Cuentan los que le conocieron que cuando empezó en el oficio era un buen chico, con olfato de perro callejero que sabía moverse en las cloacas del mundo del espectáculo como cazador de exclusivas, hasta que sin darse cuenta se vio metido en él hasta el cuello. Desayunaba como las estrellas del rock: un Jack Daniels y una raya de coca. Venía de un barrio obrero, bastión del Arsenal. Y se enganchó sin remedio. Sin embargo, a diferencia de algunos de sus colegas de tabloide, nunca fue un matón, sino un tipo cálido y generoso que sabía en carne propia lo destructiva que podía llegar a ser la prensa sensacionalista.
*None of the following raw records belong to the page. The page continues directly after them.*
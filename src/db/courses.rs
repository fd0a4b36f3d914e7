use chrono::{NaiveDateTime, Utc};
use sqlx::SqlitePool;

use crate::core::AppError;
use crate::models::courses::{Course, Enrollment, Grade};

#[derive(sqlx::FromRow)]
struct EnrollmentRow {
    #[sqlx(rename = "CourseId")]
    course_id: i64,
    #[sqlx(rename = "CourseName")]
    course_name: String,
    #[sqlx(rename = "PassingGrade")]
    passing_grade: i64,
    #[sqlx(rename = "Active")]
    active: bool,
    #[sqlx(rename = "EnrolledAt")]
    enrolled_at: Option<NaiveDateTime>,
    #[sqlx(rename = "Assigned")]
    assigned: bool,
}

impl From<EnrollmentRow> for Enrollment {
    fn from(row: EnrollmentRow) -> Self {
        Enrollment {
            course: Course {
                id: row.course_id,
                name: row.course_name,
                passing_grade: row.passing_grade,
                active: row.active,
            },
            enrolled_at: row.enrolled_at,
            assigned: row.assigned,
        }
    }
}

pub async fn get_course(pool: &SqlitePool, course_id: i64) -> Result<Course, AppError> {
    let course = sqlx::query_as::<_, Course>(
        "SELECT CourseId, CourseName, PassingGrade, Active FROM Course WHERE CourseId = ?",
    )
    .bind(course_id)
    .fetch_optional(pool)
    .await?
    .ok_or_else(|| AppError::not_found("No such course"))?;

    Ok(course)
}

/// Courses a student is enrolled in (teaching assignments excluded).
pub async fn enrolled_courses(pool: &SqlitePool, user_id: i64) -> Result<Vec<Enrollment>, AppError> {
    let rows = sqlx::query_as::<_, EnrollmentRow>(
        "SELECT Course.CourseId, Course.CourseName, Course.PassingGrade, Course.Active,
                CourseEnrollments.EnrolledAt, CourseEnrollments.Assigned
         FROM CourseEnrollments
         JOIN Course ON Course.CourseId = CourseEnrollments.CourseId
         WHERE CourseEnrollments.UserId = ? AND CourseEnrollments.Assigned = 0
         ORDER BY Course.CourseId",
    )
    .bind(user_id)
    .fetch_all(pool)
    .await?;

    Ok(rows.into_iter().map(Enrollment::from).collect())
}

/// Courses a teacher has been assigned to.
pub async fn courses_taught(pool: &SqlitePool, user_id: i64) -> Result<Vec<Course>, AppError> {
    let courses = sqlx::query_as::<_, Course>(
        "SELECT Course.CourseId, Course.CourseName, Course.PassingGrade, Course.Active
         FROM CourseEnrollments
         JOIN Course ON Course.CourseId = CourseEnrollments.CourseId
         WHERE CourseEnrollments.UserId = ? AND CourseEnrollments.Assigned = 1
         ORDER BY Course.CourseId",
    )
    .bind(user_id)
    .fetch_all(pool)
    .await?;

    Ok(courses)
}

/// Active courses belonging to the student's degree that the student has not
/// enrolled in yet. Resolved through the degree taxonomy: the student's
/// `Degree` row names a composed degree, and `Connection` maps that degree
/// to its courses.
#[tracing::instrument(name = "Resolving eligible courses", skip(pool))]
pub async fn eligible_courses(pool: &SqlitePool, user_id: i64) -> Result<Vec<Course>, AppError> {
    let courses = sqlx::query_as::<_, Course>(
        "SELECT Course.CourseId, Course.CourseName, Course.PassingGrade, Course.Active
         FROM Course
         JOIN Connection ON Connection.CourseId = Course.CourseId
         JOIN Degree ON Degree.DegreeId = Connection.DegreeId
         WHERE Degree.UserId = ?
           AND Course.Active = 1
           AND Course.CourseId NOT IN
               (SELECT CourseId FROM CourseEnrollments WHERE UserId = ?)
         ORDER BY Course.CourseId",
    )
    .bind(user_id)
    .bind(user_id)
    .fetch_all(pool)
    .await?;

    Ok(courses)
}

async fn insert_enrollment(
    pool: &SqlitePool,
    user_id: i64,
    course_id: i64,
    assigned: bool,
) -> Result<(), AppError> {
    // Surfacing the duplicate before the insert keeps the error message
    // usable; the primary key still backstops a race.
    let already: i64 = sqlx::query_scalar(
        "SELECT COUNT(*) FROM CourseEnrollments WHERE UserId = ? AND CourseId = ?",
    )
    .bind(user_id)
    .bind(course_id)
    .fetch_one(pool)
    .await?;

    if already > 0 {
        return Err(AppError::conflict("Already enrolled in this course"));
    }

    sqlx::query(
        "INSERT INTO CourseEnrollments (UserId, CourseId, EnrolledAt, Assigned)
         VALUES (?, ?, ?, ?)",
    )
    .bind(user_id)
    .bind(course_id)
    .bind(Utc::now().naive_utc())
    .bind(assigned)
    .execute(pool)
    .await?;

    Ok(())
}

#[tracing::instrument(name = "Enrolling in course", skip(pool))]
pub async fn enroll(pool: &SqlitePool, user_id: i64, course_id: i64) -> Result<(), AppError> {
    let course = get_course(pool, course_id).await?;
    if !course.active {
        return Err(AppError::validation_error("Course is not active"));
    }

    insert_enrollment(pool, user_id, course_id, false).await
}

/// Assigns a teacher to a course. Unlike student enrollment this is allowed
/// on inactive courses, so a course can be staffed before it opens.
#[tracing::instrument(name = "Assigning course", skip(pool))]
pub async fn assign_course(
    pool: &SqlitePool,
    teacher_id: i64,
    course_id: i64,
) -> Result<(), AppError> {
    get_course(pool, course_id).await?;
    insert_enrollment(pool, teacher_id, course_id, true).await
}

#[derive(sqlx::FromRow)]
struct GradeRow {
    #[sqlx(rename = "CourseId")]
    course_id: i64,
    #[sqlx(rename = "CourseName")]
    course_name: String,
    #[sqlx(rename = "PassingGrade")]
    passing_grade: i64,
    #[sqlx(rename = "Active")]
    active: bool,
    #[sqlx(rename = "Task")]
    task: i64,
    #[sqlx(rename = "Grade")]
    grade: i64,
}

pub async fn grades_for_user(pool: &SqlitePool, user_id: i64) -> Result<Vec<Grade>, AppError> {
    let rows = sqlx::query_as::<_, GradeRow>(
        "SELECT Course.CourseId, Course.CourseName, Course.PassingGrade, Course.Active,
                Grade.Task, Grade.Grade
         FROM Grade
         JOIN Course ON Course.CourseId = Grade.CourseId
         WHERE Grade.UserId = ?
         ORDER BY Course.CourseId, Grade.Task",
    )
    .bind(user_id)
    .fetch_all(pool)
    .await?;

    let grades = rows
        .into_iter()
        .map(|row| Grade {
            course: Course {
                id: row.course_id,
                name: row.course_name,
                passing_grade: row.passing_grade,
                active: row.active,
            },
            task: row.task,
            grade: row.grade,
        })
        .collect();

    Ok(grades)
}

/// Records (or corrects) the grade for one task of a course.
#[tracing::instrument(name = "Recording grade", skip(pool))]
pub async fn record_grade(
    pool: &SqlitePool,
    user_id: i64,
    course_id: i64,
    task: i64,
    grade: i64,
) -> Result<(), AppError> {
    if !(0..=100).contains(&grade) {
        return Err(AppError::validation_error("Grade must be between 0 and 100"));
    }
    get_course(pool, course_id).await?;

    sqlx::query(
        "INSERT INTO Grade (UserId, CourseId, Task, Grade)
         VALUES (?, ?, ?, ?)
         ON CONFLICT (UserId, CourseId, Task) DO UPDATE SET Grade = excluded.Grade",
    )
    .bind(user_id)
    .bind(course_id)
    .bind(task)
    .bind(grade)
    .execute(pool)
    .await?;

    Ok(())
}

#[tracing::instrument(name = "Creating course", skip(pool))]
pub async fn create_course(
    pool: &SqlitePool,
    name: &str,
    passing_grade: i64,
) -> Result<Course, AppError> {
    if name.trim().is_empty() {
        return Err(AppError::validation_error("Course name is required"));
    }
    if !(0..=100).contains(&passing_grade) {
        return Err(AppError::validation_error(
            "Passing grade must be between 0 and 100",
        ));
    }

    let course = sqlx::query_as::<_, Course>(
        "INSERT INTO Course (CourseName, PassingGrade) VALUES (?, ?)
         RETURNING CourseId, CourseName, PassingGrade, Active",
    )
    .bind(name)
    .bind(passing_grade)
    .fetch_one(pool)
    .await?;

    Ok(course)
}

pub async fn set_course_active(
    pool: &SqlitePool,
    course_id: i64,
    active: bool,
) -> Result<(), AppError> {
    let result = sqlx::query("UPDATE Course SET Active = ? WHERE CourseId = ?")
        .bind(active)
        .bind(course_id)
        .execute(pool)
        .await?;

    if result.rows_affected() == 0 {
        return Err(AppError::not_found("No such course"));
    }

    Ok(())
}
Como periodista nunca perdió el instinto. Incluso sin apenas tenerse en pie, sabía cómo sacar adelante un reportaje. Lo hizo durante años. Primero para The Sun, dirigido por Andy Coulson, entonces jefe de prensa del primer ministro Cameron, y luego para News of the World.

No hay que olvidar que todo empezó del modo más sórdido, cuando se descubrió que este tabloide había escuchado y borrado los mensajes del móvil de una niña asesinada con el fin de exprimir la exclusiva al máximo. Hoare podía ser una víctima de sí mismo, pero no un tipo sin escrúpulos. Sabía dónde estaban los límites.

El lunes 18, en medio del mayor escándalo político y mediático del Reino Unido, en un programa transmitido por la BBC, Hoare se armó de valor y declaró que piratear los correos de voz no era una excepción, sino la norma en los diarios del grupo Murdoch, y que se hacía con tecnología de Scotland Yard, alimentando una corrupción en la que estaban implicados policías y políticos de alto standing. Confesó su propia participación en el uso de esos métodos basura. No era modelo de nada ni estaba libre de culpa, pero fue más valiente que muchos de sus colegas de Fleet Street, la tradicional arteria de la prensa londinense que discurre casualmente por encima de la alcantarilla más sucia y pestilente de Londres.

Pocas horas antes de que la cadena pública británica transmitiera sus declaraciones, el cuerpo sin vida del periodista fue encontrado en su casa de Watford.

No creo que el alcoholismo y la adicción a las drogas sean enfermedades propias del gremio. Tal vez sin gente como él los diarios serían lugares más tranquilos y respetables. Pero no mejores.